TODAY (Saturday) is the LAST day of my quest to live mirror-free for 1 year!  I'm almost too busy running around with my family, and throwing together last-minute party-planning ideas, to really absorb things.  I think that's okay.  I mean, by now really I ought to be able to run around frantically for a day without worrying about mirrors or what I look like in them - that was the whole point of this project!  So for now, I'm just going with the flow, and plan to over-analyze everything later (on this blog, of course!).


In the meantime, I want to share with you a resource that has been particularly helpful to me over the past few months.  It's an eerily on-topic book.  I was so impressed (and simultaneously starved for therapy!) that I went so far as to ask the author for her professional opinion on what I might expect, psychologically - from my "first look" and the days after.  Here's the scoop!

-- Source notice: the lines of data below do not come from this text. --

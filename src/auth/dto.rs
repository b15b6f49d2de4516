use serde::{Deserialize, Serialize};

use crate::validation::{is_valid_email, FieldErrors, Validate};

/// Request body for signup.
#[derive(Debug, Clone, Deserialize)]
pub struct SignupRequest {
    #[serde(default)]
    pub name: String,
    #[serde(default)]
    pub email: String,
    #[serde(default)]
    pub password: String,
}

impl Validate for SignupRequest {
    fn validate(&self, errors: &mut FieldErrors) {
        errors.require_not_blank("name", &self.name, "name is required");
        errors.require_not_blank("email", &self.email, "email is required");
        if !is_valid_email(self.email.trim()) {
            errors.add("email", "email is not valid");
        }
        errors.require_not_blank("password", &self.password, "password is required");
    }
}

/// Request body for login.
#[derive(Debug, Clone, Deserialize)]
pub struct LoginRequest {
    #[serde(default)]
    pub email: String,
    #[serde(default)]
    pub password: String,
}

impl Validate for LoginRequest {
    fn validate(&self, errors: &mut FieldErrors) {
        errors.require_not_blank("email", &self.email, "email is required");
        errors.require_not_blank("password", &self.password, "password is required");
    }
}

/// Response returned after a successful login.
#[derive(Debug, Serialize, Deserialize)]
#[serde(rename_all = "camelCase")]
pub struct SessionResponse {
    pub access_token: String,
}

Cynthia Bulik, PhD and mirror. :)
Several months ago I received an email from one of those BIG NAME people in the field of eating disorders and body image research.  Cynthia Bulik, PhD, Director of the University of North Carolina Eating Disorders Program, and author of countless research articles on all the topics nearest-and-dearest to my heart, dropped me a note to introduce herself (as if I wouldn't know who she was?!?!) and let me know she was enjoying my blog.  We wrote back and forth a few times, and Cynthia generously arranged for me receive a copy of her latest book, titled: The Woman in the Mirror: How to Stop Confusing What You Look Like with Who You Are.  Clearly, we had a lot to talk about!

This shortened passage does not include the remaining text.